Cuban has maintained that he had no obligation not to trade, and that there was no evidence that the information he had was confidential or material…..[U.S. District Judge Sidney] Fitzwater [hearing the case] dismissed the SEC lawsuit in 2009, but a federal appeals court revived the case the following year.

A good learning opportunity to revisit some past Reason writing on the contentious issue of insider trading.

See the Washington Post realize that, as I wrote, "that laws against insider trading are silly, don't do any good, and ignore most of what they purport to be preventing by not cracking down on the "crime" of insider non-trading"; and read about "perverse results of keeping those who know the most about companies (theoretically) from helping spread that knowledge and help bake it into the price of stock through the buying and selling of stocks in those companies;" and in 2007 I wondered, cheekily, if some great journalism that Mark Cuban was funding might fall afoul of insider trading laws (as a means of pointing out the silliness of such laws).

In the context of the campaign against Samuel Waksal, the source of the "inside info" that sent Martha Stewart to jail, I wrote:

Stock markets work best when all the relevant information about a company is spread as widely as possible, as quickly as possible. Stock prices represent a constantly shifting amalgamation of everyone's information about and evaluations of a company's value. It helps when those who have accurate information about changing circumstances are permitted to act so that stock prices reflect them.

Someone selling a stock in huge quantities because they know something will happen soon that will lower the stock's value helps spread the knowledge that the price ought to be dropping. Such actions help insure that stock prices do reflect a more accurate assessment of all the relevant facts. That's good in the long run for everyone in the stock market.

What I wrote in USA Today in 2002 about the Martha Stewart case, minus the criminal part (it's a good thing that Cuban isn't facing jail time), is also relevant to Cuban's case:

Every day, brokers advise Americans to buy or sell stocks. Do we really want laws that require us to launch congressional-level inquiries into what "illicit" knowledge our brokers might have had?

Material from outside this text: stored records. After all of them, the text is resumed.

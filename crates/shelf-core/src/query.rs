//! Declarative filter and sort state.

use serde::{Deserialize, Serialize};
use std::collections::BTreeMap;
use std::fmt;
use std::sync::Arc;

use crate::record::FieldValue;

/// Shared predicate over a single field value.
pub type FieldPredicate = Arc<dyn Fn(&FieldValue) -> bool + Send + Sync>;

/// How a single field is matched.
#[derive(Clone)]
pub enum FieldMatcher {
    /// Value equality. Strings compare case-insensitively.
    Equals(FieldValue),

    /// Inclusive numeric range. A missing bound is open.
    Range { min: Option<f64>, max: Option<f64> },

    /// Arbitrary caller predicate.
    Predicate(FieldPredicate),
}

impl FieldMatcher {
    pub fn equals(value: impl Into<FieldValue>) -> Self {
        FieldMatcher::Equals(value.into())
    }

    pub fn range(min: Option<f64>, max: Option<f64>) -> Self {
        FieldMatcher::Range { min, max }
    }

    pub fn predicate<F>(f: F) -> Self
    where
        F: Fn(&FieldValue) -> bool + Send + Sync + 'static,
    {
        FieldMatcher::Predicate(Arc::new(f))
    }

    /// Whether this matcher can exclude anything.
    ///
    /// An equality against `Null`, a range with no bounds, or a range whose
    /// bounds are NaN or inverted is unset.
    pub fn is_active(&self) -> bool {
        match self {
            FieldMatcher::Equals(value) => !value.is_null(),
            FieldMatcher::Range { min, max } => {
                if min.is_none() && max.is_none() {
                    return false;
                }
                self.is_well_formed()
            }
            FieldMatcher::Predicate(_) => true,
        }
    }

    /// False only for ranges with NaN or inverted bounds.
    pub fn is_well_formed(&self) -> bool {
        match self {
            FieldMatcher::Range { min, max } => {
                if min.is_some_and(f64::is_nan) || max.is_some_and(f64::is_nan) {
                    return false;
                }
                match (min, max) {
                    (Some(lo), Some(hi)) => lo <= hi,
                    _ => true,
                }
            }
            _ => true,
        }
    }
}

impl fmt::Debug for FieldMatcher {
    fn fmt(&self, f: &mut fmt::Formatter<'_>) -> fmt::Result {
        match self {
            FieldMatcher::Equals(v) => f.debug_tuple("Equals").field(v).finish(),
            FieldMatcher::Range { min, max } => f
                .debug_struct("Range")
                .field("min", min)
                .field("max", max)
                .finish(),
            FieldMatcher::Predicate(_) => f.write_str("Predicate(..)"),
        }
    }
}

/// Active search and per-field filters.
///
/// An empty `FilterSpec` matches every record.
#[derive(Debug, Clone, Default)]
pub struct FilterSpec {
    pub search_text: String,
    pub field_filters: BTreeMap<String, FieldMatcher>,
}

impl FilterSpec {
    pub fn new() -> Self {
        Self::default()
    }

    pub fn with_search(mut self, text: impl Into<String>) -> Self {
        self.search_text = text.into();
        self
    }

    pub fn with_filter(mut self, field: impl Into<String>, matcher: FieldMatcher) -> Self {
        self.field_filters.insert(field.into(), matcher);
        self
    }

    /// Search text with surrounding whitespace removed.
    pub fn normalized_search(&self) -> &str {
        self.search_text.trim()
    }

    /// True when nothing can be excluded.
    pub fn is_empty(&self) -> bool {
        self.normalized_search().is_empty() && !self.field_filters.values().any(|m| m.is_active())
    }
}

/// Sort direction.
#[derive(Debug, Clone, Copy, Default, Serialize, Deserialize, PartialEq, Eq)]
#[serde(rename_all = "lowercase")]
pub enum SortDirection {
    #[default]
    Asc,
    Desc,
}

impl SortDirection {
    pub fn flipped(self) -> Self {
        match self {
            SortDirection::Asc => SortDirection::Desc,
            SortDirection::Desc => SortDirection::Asc,
        }
    }
}

/// Active ordering. `key = None` preserves input order.
#[derive(Debug, Clone, Default, Serialize, Deserialize, PartialEq, Eq)]
pub struct SortSpec {
    pub key: Option<String>,
    pub direction: SortDirection,
}

impl SortSpec {
    pub fn by(key: impl Into<String>, direction: SortDirection) -> Self {
        Self {
            key: Some(key.into()),
            direction,
        }
    }

    /// Request a sort on `key`.
    ///
    /// The same key flips the direction; a new key starts ascending.
    pub fn toggle(&mut self, key: &str) {
        if self.key.as_deref() == Some(key) {
            self.direction = self.direction.flipped();
        } else {
            self.key = Some(key.to_string());
            self.direction = SortDirection::Asc;
        }
    }
}

#[cfg(test)]
mod tests {
    use super::*;

    #[test]
    fn test_empty_filter_spec() {
        assert!(FilterSpec::new().is_empty());
        assert!(FilterSpec::new().with_search("   ").is_empty());
        assert!(!FilterSpec::new().with_search("abc").is_empty());
    }

    #[test]
    fn test_unset_matchers_are_inactive() {
        assert!(!FieldMatcher::Equals(FieldValue::Null).is_active());
        assert!(!FieldMatcher::range(None, None).is_active());
        assert!(!FieldMatcher::range(Some(5.0), Some(1.0)).is_active());
        assert!(!FieldMatcher::range(Some(f64::NAN), None).is_active());
        assert!(FieldMatcher::range(Some(1.0), None).is_active());
        assert!(FieldMatcher::equals("active").is_active());

        let spec = FilterSpec::new().with_filter("price", FieldMatcher::range(None, None));
        assert!(spec.is_empty());
    }

    #[test]
    fn test_sort_toggle() {
        let mut sort = SortSpec::default();
        assert_eq!(sort.key, None);

        sort.toggle("name");
        assert_eq!(sort, SortSpec::by("name", SortDirection::Asc));

        sort.toggle("name");
        assert_eq!(sort.direction, SortDirection::Desc);

        // New key resets to ascending
        sort.toggle("price");
        assert_eq!(sort, SortSpec::by("price", SortDirection::Asc));
    }
}
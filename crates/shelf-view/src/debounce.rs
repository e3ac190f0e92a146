//! Trailing-edge debounce with an owned timer handle.
//!
//! Each `schedule` aborts the pending timer (if any) and starts a new one, so
//! only the last value supplied before the input goes quiet reaches the
//! callback. `dispose` cancels the pending timer and refuses new ones; the
//! timer is also cancelled on drop.

use std::time::Duration;

use tokio::runtime::Handle;
use tokio::task::JoinHandle;
use tokio::time::Instant;

/// Debouncer for one logical input.
#[derive(Debug, Default)]
pub struct Debouncer {
    pending: Option<JoinHandle<()>>,
    disposed: bool,
}

impl Debouncer {
    pub fn new() -> Self {
        Self::default()
    }

    /// Schedule `callback(value)` after `delay` of quiet.
    ///
    /// A zero delay invokes the callback immediately. Outside a tokio
    /// runtime there is no timer to arm, so the callback also runs
    /// immediately. Returns `false` if the debouncer is disposed.
    pub fn schedule<T, F>(&mut self, value: T, delay: Duration, callback: F) -> bool
    where
        T: Send + 'static,
        F: FnOnce(T) + Send + 'static,
    {
        if self.disposed {
            tracing::debug!("Debouncer disposed, dropping scheduled value");
            return false;
        }

        self.cancel();

        if delay.is_zero() {
            callback(value);
            return true;
        }

        let handle = match Handle::try_current() {
            Ok(handle) => handle,
            Err(_) => {
                tracing::warn!("No async runtime for debounce timer, applying immediately");
                callback(value);
                return true;
            }
        };

        // Deadline is fixed now, not when the task is first polled
        let deadline = Instant::now() + delay;
        self.pending = Some(handle.spawn(async move {
            tokio::time::sleep_until(deadline).await;
            callback(value);
        }));
        true
    }

    /// Cancel the pending timer. Returns `true` if one was still waiting.
    pub fn cancel(&mut self) -> bool {
        match self.pending.take() {
            Some(timer) => {
                let waiting = !timer.is_finished();
                timer.abort();
                waiting
            }
            None => false,
        }
    }

    /// Whether a timer is armed and has not fired yet.
    pub fn is_pending(&self) -> bool {
        self.pending.as_ref().is_some_and(|t| !t.is_finished())
    }

    /// Cancel the pending timer and refuse further scheduling.
    pub fn dispose(&mut self) {
        self.cancel();
        self.disposed = true;
    }

    pub fn is_disposed(&self) -> bool {
        self.disposed
    }
}

impl Drop for Debouncer {
    fn drop(&mut self) {
        self.cancel();
    }
}
//! Shelf - browse a record collection from the terminal.
//!
//! Loads the records file, applies the configuration and reads commands
//! from stdin until `quit` or end of input.

use std::sync::Arc;

use anyhow::Result;
use clap::Parser;
use tokio::io::BufReader;

use shelf_cli::Cli;
use shelf_view::CollectionView;

fn main() -> Result<()> {
    // Initialize logging
    tracing_subscriber::fmt()
        .with_writer(std::io::stderr)
        .with_env_filter(
            tracing_subscriber::EnvFilter::from_default_env()
                .add_directive(tracing::Level::INFO.into()),
        )
        .init();

    let cli = Cli::parse();
    let config = cli.load_config()?;
    let store = cli.load_store()?;
    tracing::info!("Loaded {} record(s) from {}", store.len(), cli.records.display());

    let runtime = tokio::runtime::Builder::new_current_thread()
        .enable_all()
        .build()?;

    runtime.block_on(async {
        let view = CollectionView::new(&config, Arc::new(store.clone()), Arc::new(store));
        if let Err(e) = view.refresh().await {
            tracing::error!("Initial fetch failed: {}", e);
        }

        let stdin = BufReader::new(tokio::io::stdin());
        let mut stdout = tokio::io::stdout();
        let result = shelf_cli::run(&view, stdin, &mut stdout).await;
        view.dispose();
        result
    })
}
//! Collection View Controller
//!
//! `CollectionView` composes the filter, sort, pagination, selection,
//! debounce and bulk-action pieces into one unit a renderer can drive.
//!
//! ## Flow
//!
//! ```text
//! refresh() ──► DataFetcher::list ──► Refreshed(records)
//!                                          │
//!          set_search ──(debounce)──┐      ▼
//!          set_field_filter ────────┼──► ViewState::apply ──► watch broadcast
//!          set_sort / set_page ─────┘      ▲
//!                                          │
//! run_bulk_action ──► Mutator × selection ──► join all ──► refresh()
//! ```
//!
//! All recomputation is synchronous. The only suspension points are the
//! debounce timer, the fetch and the per-id mutations. Results arriving
//! after [`CollectionView::dispose`] are discarded.

mod observable;
mod state;

use parking_lot::Mutex;
use std::sync::atomic::{AtomicU64, Ordering};
use std::sync::Arc;
use std::time::Duration;
use tokio::sync::watch;

use shelf_core::{
    BulkActionDef, BulkActionResult, FieldMatcher, MutationError, RecordId, ViewConfig, ViewError,
};

use crate::bulk::{self, ActionRegistry};
use crate::debounce::Debouncer;
use crate::source::{DataFetcher, ListQuery, Mutator};
use observable::ObservableState;

pub use state::{ViewAction, ViewSnapshot, ViewState};

// =============================================================================
// Collection View
// =============================================================================

/// Filtered, sorted, paginated, multi-selectable view over fetched records.
///
/// The state is owned here; callers read snapshots and invoke the
/// transition methods below. Every transition broadcasts a fresh
/// [`ViewSnapshot`] to subscribers.
pub struct CollectionView {
    shared: Arc<ObservableState>,
    fetcher: Arc<dyn DataFetcher>,
    mutator: Arc<dyn Mutator>,
    actions: ActionRegistry,
    base_query: ListQuery,
    page_sizes: Vec<usize>,

    /// Quiet period before search input is applied.
    search_delay: Duration,
    search_debounce: Mutex<Debouncer>,

    /// Fetch generation for discarding stale responses.
    fetch_generation: AtomicU64,
}

impl CollectionView {
    /// Create a view. No records are loaded until [`refresh`](Self::refresh).
    pub fn new(
        config: &ViewConfig,
        fetcher: Arc<dyn DataFetcher>,
        mutator: Arc<dyn Mutator>,
    ) -> Self {
        Self {
            shared: Arc::new(ObservableState::new(ViewState::new(config))),
            fetcher,
            mutator,
            actions: ActionRegistry::new(config.actions.clone()),
            base_query: ListQuery::default(),
            page_sizes: config.page_sizes.clone(),
            search_delay: config.search_debounce(),
            search_debounce: Mutex::new(Debouncer::new()),
            fetch_generation: AtomicU64::new(0),
        }
    }

    /// Set the base query sent with every fetch.
    pub fn with_query(mut self, query: ListQuery) -> Self {
        self.base_query = query;
        self
    }

    // =========================================================================
    // Read access
    // =========================================================================

    /// Subscribe to snapshot changes. Clone the receiver for each subscriber.
    pub fn subscribe(&self) -> watch::Receiver<ViewSnapshot> {
        self.shared.subscribe()
    }

    /// Current derived view.
    pub fn snapshot(&self) -> ViewSnapshot {
        self.shared.snapshot()
    }

    /// Bulk actions offered on the selection.
    pub fn actions(&self) -> &[BulkActionDef] {
        self.actions.list()
    }

    /// Page sizes offered to the user.
    pub fn page_sizes(&self) -> &[usize] {
        &self.page_sizes
    }

    pub fn is_disposed(&self) -> bool {
        !self.shared.is_alive()
    }

    // =========================================================================
    // Filtering
    // =========================================================================

    /// Update the search input. The filter is applied once the input has
    /// been quiet for the configured debounce period.
    pub fn set_search(&self, text: impl Into<String>) {
        let text = text.into();
        if !self.shared.dispatch(ViewAction::SearchInput(text.clone())) {
            return;
        }

        let weak = Arc::downgrade(&self.shared);
        self.search_debounce
            .lock()
            .schedule(text, self.search_delay, move |text| {
                if let Some(shared) = weak.upgrade() {
                    shared.dispatch(ViewAction::ApplySearch(text));
                }
            });
    }

    /// Apply the pending search input now instead of waiting for the timer.
    pub fn flush_search(&self) {
        self.search_debounce.lock().cancel();
        let (input, applied) = self
            .shared
            .read(|s| (s.search_input().to_string(), s.filter().search_text.clone()));
        if input != applied {
            self.shared.dispatch(ViewAction::ApplySearch(input));
        }
    }

    /// Set a field filter. Applied immediately.
    pub fn set_field_filter(&self, field: impl Into<String>, matcher: FieldMatcher) {
        self.shared.dispatch(ViewAction::SetFieldFilter {
            field: field.into(),
            matcher: Some(matcher),
        });
    }

    /// Remove a field filter. Applied immediately.
    pub fn clear_field_filter(&self, field: impl Into<String>) {
        self.shared.dispatch(ViewAction::SetFieldFilter {
            field: field.into(),
            matcher: None,
        });
    }

    /// Drop the search text (including pending input) and all field filters.
    pub fn clear_filters(&self) {
        self.search_debounce.lock().cancel();
        self.shared.dispatch(ViewAction::ClearFilters);
    }

    // =========================================================================
    // Ordering and paging
    // =========================================================================

    /// Sort by `key`. Requesting the current key flips the direction.
    pub fn set_sort(&self, key: impl Into<String>) {
        self.shared.dispatch(ViewAction::SetSort(key.into()));
    }

    /// Restore input order.
    pub fn clear_sort(&self) {
        self.shared.dispatch(ViewAction::ClearSort);
    }

    /// Go to `page`, clamped into the valid range.
    pub fn set_page(&self, page: usize) {
        self.shared.dispatch(ViewAction::SetPage(page));
    }

    /// Change the page size and return to page 1.
    pub fn set_limit(&self, limit: usize) {
        self.shared.dispatch(ViewAction::SetLimit(limit));
    }

    // =========================================================================
    // Selection
    // =========================================================================

    /// Toggle one record. Ids outside the filtered set are ignored.
    pub fn toggle_select(&self, id: &RecordId) {
        self.shared.dispatch(ViewAction::ToggleSelect(id.clone()));
    }

    /// Toggle selection of the current page.
    pub fn select_all_visible(&self) {
        self.shared.dispatch(ViewAction::SelectAllVisible);
    }

    /// Select every record of the filtered result, across pages.
    pub fn select_all_matching(&self) {
        self.shared.dispatch(ViewAction::SelectAllMatching);
    }

    pub fn clear_selection(&self) {
        self.shared.dispatch(ViewAction::ClearSelection);
    }

    pub fn dismiss_banner(&self) {
        self.shared.dispatch(ViewAction::DismissBanner);
    }

    // =========================================================================
    // Fetching
    // =========================================================================

    /// Refetch the raw records and rebuild the view.
    ///
    /// On failure the previous records stay on screen, a banner reports
    /// the error, and the error is also returned. A response overtaken by
    /// a newer refresh is discarded and reported as
    /// [`ViewError::Superseded`]; the newer refresh owns the view.
    ///
    /// Dropping the returned future before it settles clears the loading
    /// flag.
    pub async fn refresh(&self) -> Result<usize, ViewError> {
        let generation = self.fetch_generation.fetch_add(1, Ordering::AcqRel) + 1;
        if !self.shared.dispatch(ViewAction::FetchStarted) {
            return Err(ViewError::Disposed);
        }
        let mut pending = PendingFetch {
            view: self,
            generation,
            settled: false,
        };

        let query = self.current_query();
        tracing::debug!("Fetching records with {:?}", query);
        let result = self.fetcher.list(&query).await;
        pending.settled = true;

        if self.is_disposed() {
            return Err(ViewError::Disposed);
        }
        if !self.is_current_fetch(generation) {
            tracing::debug!("Discarding stale fetch generation {}", generation);
            return Err(ViewError::Superseded);
        }

        match result {
            Ok(records) => {
                let count = records.len();
                if !self.shared.dispatch(ViewAction::Refreshed(records)) {
                    return Err(ViewError::Disposed);
                }
                tracing::info!("Fetched {} record(s)", count);
                Ok(count)
            }
            Err(e) => {
                tracing::warn!("Fetch failed, keeping previous records: {}", e);
                if !self.shared.dispatch(ViewAction::FetchFailed(e.0.clone())) {
                    return Err(ViewError::Disposed);
                }
                Err(e.into())
            }
        }
    }

    fn is_current_fetch(&self, generation: u64) -> bool {
        self.fetch_generation.load(Ordering::Acquire) == generation
    }

    fn current_query(&self) -> ListQuery {
        let search = self.shared.read(|s| s.filter().normalized_search().to_string());
        ListQuery {
            search: (!search.is_empty()).then_some(search),
            ..self.base_query.clone()
        }
    }

    // =========================================================================
    // Actions
    // =========================================================================

    /// Run a bulk action over the current selection.
    ///
    /// Destructive actions are refused with
    /// [`ViewError::ConfirmationRequired`]; confirm with the user and call
    /// [`run_confirmed_bulk_action`](Self::run_confirmed_bulk_action).
    pub async fn run_bulk_action(&self, action_id: &str) -> Result<BulkActionResult, ViewError> {
        let action = self.lookup_action(action_id)?;
        let count = self.shared.read(|s| s.selection_len());
        if count == 0 {
            return Err(ViewError::EmptySelection);
        }
        if action.destructive {
            return Err(ViewError::ConfirmationRequired {
                action: action.id,
                count,
            });
        }
        self.execute_bulk(action).await
    }

    /// Run a bulk action the user has already confirmed.
    pub async fn run_confirmed_bulk_action(
        &self,
        action_id: &str,
    ) -> Result<BulkActionResult, ViewError> {
        let action = self.lookup_action(action_id)?;
        self.execute_bulk(action).await
    }

    /// Fan the action out over the selection, wait for every request, then
    /// clear the selection and refetch.
    async fn execute_bulk(&self, action: BulkActionDef) -> Result<BulkActionResult, ViewError> {
        if self.is_disposed() {
            return Err(ViewError::Disposed);
        }
        let ids = self.shared.read(|s| s.selected_ids());
        if ids.is_empty() {
            return Err(ViewError::EmptySelection);
        }

        tracing::info!("Running '{}' on {} record(s)", action.id, ids.len());
        let mutator = self.mutator.clone();
        let result = bulk::run(ids, |id| mutator.mutate(&id, &action.id)).await;

        if self.is_disposed() {
            return Err(ViewError::Disposed);
        }
        if result.failed.is_empty() {
            tracing::info!("'{}' succeeded on {} record(s)", action.id, result.succeeded.len());
        } else {
            tracing::warn!(
                "'{}' partially failed: {} succeeded, {} failed",
                action.id,
                result.succeeded.len(),
                result.failed.len()
            );
        }

        self.shared.dispatch(ViewAction::ClearSelection);
        let fetch_error = match self.refresh().await {
            Ok(_) | Err(ViewError::Superseded) => None,
            Err(ViewError::Disposed) => return Err(ViewError::Disposed),
            Err(ViewError::Fetch(reason)) => Some(reason),
            Err(e) => Some(e.to_string()),
        };
        self.shared.dispatch(ViewAction::BulkSettled {
            label: action.label,
            result: result.clone(),
            fetch_error,
        });
        Ok(result)
    }

    /// Run one action on one record, then refetch.
    ///
    /// Any action id the mutator understands is accepted; confirming
    /// destructive row actions is up to the caller.
    pub async fn run_row_action(&self, id: &RecordId, action_id: &str) -> Result<(), ViewError> {
        if self.is_disposed() {
            return Err(ViewError::Disposed);
        }

        tracing::info!("Running '{}' on {}", action_id, id);
        let outcome = self.mutator.mutate(id, action_id).await;
        if self.is_disposed() {
            return Err(ViewError::Disposed);
        }

        let refreshed = self.refresh().await;
        if let Err(ViewError::Disposed) = refreshed {
            return Err(ViewError::Disposed);
        }

        match outcome {
            Ok(()) => Ok(()),
            Err(MutationError(reason)) => {
                tracing::warn!("'{}' on {} failed: {}", action_id, id, reason);
                if matches!(refreshed, Ok(_) | Err(ViewError::Superseded)) {
                    self.shared.dispatch(ViewAction::RowActionFailed {
                        id: id.clone(),
                        reason: reason.clone(),
                    });
                }
                Err(ViewError::Mutation {
                    id: id.clone(),
                    reason,
                })
            }
        }
    }

    fn lookup_action(&self, action_id: &str) -> Result<BulkActionDef, ViewError> {
        self.actions
            .get(action_id)
            .cloned()
            .ok_or_else(|| ViewError::UnknownAction(action_id.to_string()))
    }

    // =========================================================================
    // Lifecycle
    // =========================================================================

    /// Tear the view down.
    ///
    /// Cancels the pending search timer and discards every result that
    /// arrives afterwards. Idempotent.
    pub fn dispose(&self) {
        if self.shared.kill() {
            self.search_debounce.lock().dispose();
            tracing::debug!("Collection view disposed");
        }
    }
}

Laws that turn legal actions into bureaucratic crimes based on our state of mind—on whether we know what we know or decide what we decide "fairly"—require, as Stewart's case shows, an unsavory degree of government snooping into who said what to whom when. Such complicated insider-trading investigations of those not directly employed by the firm whose stock was sold are rarely pursued. But when the "criminal" is a much-despised high-profile celebrity, government investigators apparently can't resist the loads of publicity and easy pretensions to striking a mighty blow against corporate corruption.

Insider-trading laws turn an act that any American should have a perfect right to perform into a crime, in the name of the impossible standard of equal information. There is no way to make everyone know what everyone else knows, all at the same time.